Boston reportedly offered Brown and two first-round picks to the Milwaukee Bucks before Antetokounmpo was instead traded to the Miami Heat. Miami’s package included Tyler Herro, Kel’el Ware, Jaime Jaquez Jr., Kasparas Jakucionis, three first-round picks, a pick swap and a second-rounder, with Bobby Portis also heading to the Heat.

That does not mean Brown is headed to San Antonio. It does mean the Celtics have now been connected to a serious offer built around their 2024 NBA Finals MVP, and that changes the way the Spurs should be viewed in the trade market.

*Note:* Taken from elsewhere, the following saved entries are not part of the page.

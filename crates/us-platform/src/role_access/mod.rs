//! Role access aggregate

pub mod api;
pub mod entity;
pub mod repository;
pub mod service;

pub use entity::{RoleAccess, RoleAccessPayload};
pub use repository::RoleAccessRepository;
pub use service::RoleAccessService;
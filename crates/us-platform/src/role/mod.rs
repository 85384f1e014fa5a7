//! Role aggregate

pub mod api;
pub mod entity;
pub mod repository;
pub mod service;

pub use entity::{Role, RolePayload};
pub use repository::RoleRepository;
pub use service::RoleService;
//! Shared infrastructure

pub mod api_common;
pub mod error;
pub mod health_api;
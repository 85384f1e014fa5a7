//! In-process invalidators: a no-op for deployments without a cache and a
//! recording one for tests.

use std::sync::atomic::{AtomicBool, Ordering};

use async_trait::async_trait;
use parking_lot::Mutex;

use super::{CacheError, CacheInvalidator, EvictionOutcome};

/// Used when caching is disabled.
#[derive(Debug, Default, Clone, Copy)]
pub struct NoopCacheInvalidator;

#[async_trait]
impl CacheInvalidator for NoopCacheInvalidator {
    async fn evict(&self, _key: &str) -> EvictionOutcome {
        EvictionOutcome::Evicted { removed: 0 }
    }
}

/// Records every eviction request. Can be switched into a failing mode to
/// simulate an unreachable cache.
#[derive(Debug, Default)]
pub struct MemoryCacheInvalidator {
    evicted: Mutex<Vec<String>>,
    failing: AtomicBool,
}

impl MemoryCacheInvalidator {
    pub fn new() -> Self {
        Self::default()
    }

    pub fn set_failing(&self, failing: bool) {
        self.failing.store(failing, Ordering::SeqCst);
    }

    /// Every key requested so far, including requests that failed.
    pub fn evicted_keys(&self) -> Vec<String> {
        self.evicted.lock().clone()
    }
}

#[async_trait]
impl CacheInvalidator for MemoryCacheInvalidator {
    async fn evict(&self, key: &str) -> EvictionOutcome {
        self.evicted.lock().push(key.to_string());
        if self.failing.load(Ordering::SeqCst) {
            return EvictionOutcome::Failed(CacheError::Unavailable("simulated outage".to_string()));
        }
        EvictionOutcome::Evicted { removed: 1 }
    }
}

#[cfg(test)]
mod tests {
    use super::*;

    #[tokio::test]
    async fn test_memory_invalidator_records_keys() {
        let cache = MemoryCacheInvalidator::new();
        assert!(cache.evict("a").await.is_evicted());
        cache.set_failing(true);
        assert!(!cache.evict("b").await.is_evicted());
        assert_eq!(cache.evicted_keys(), vec!["a".to_string(), "b".to_string()]);
    }

    #[tokio::test]
    async fn test_noop_never_fails() {
        assert!(matches!(
            NoopCacheInvalidator.evict("x").await,
            EvictionOutcome::Evicted { removed: 0 }
        ));
    }
}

Yahoo Sports recently surfaced the Spurs as an “ideal landing spot” for Brown through Roundtable Sports, leaning into the idea that San Antonio could be a natural buyer if Boston becomes more open to a blockbuster. The better question is not whether the Spurs should be interested. They should be. The real question is whether they can pursue Brown without damaging the young core around Victor Wembanyama.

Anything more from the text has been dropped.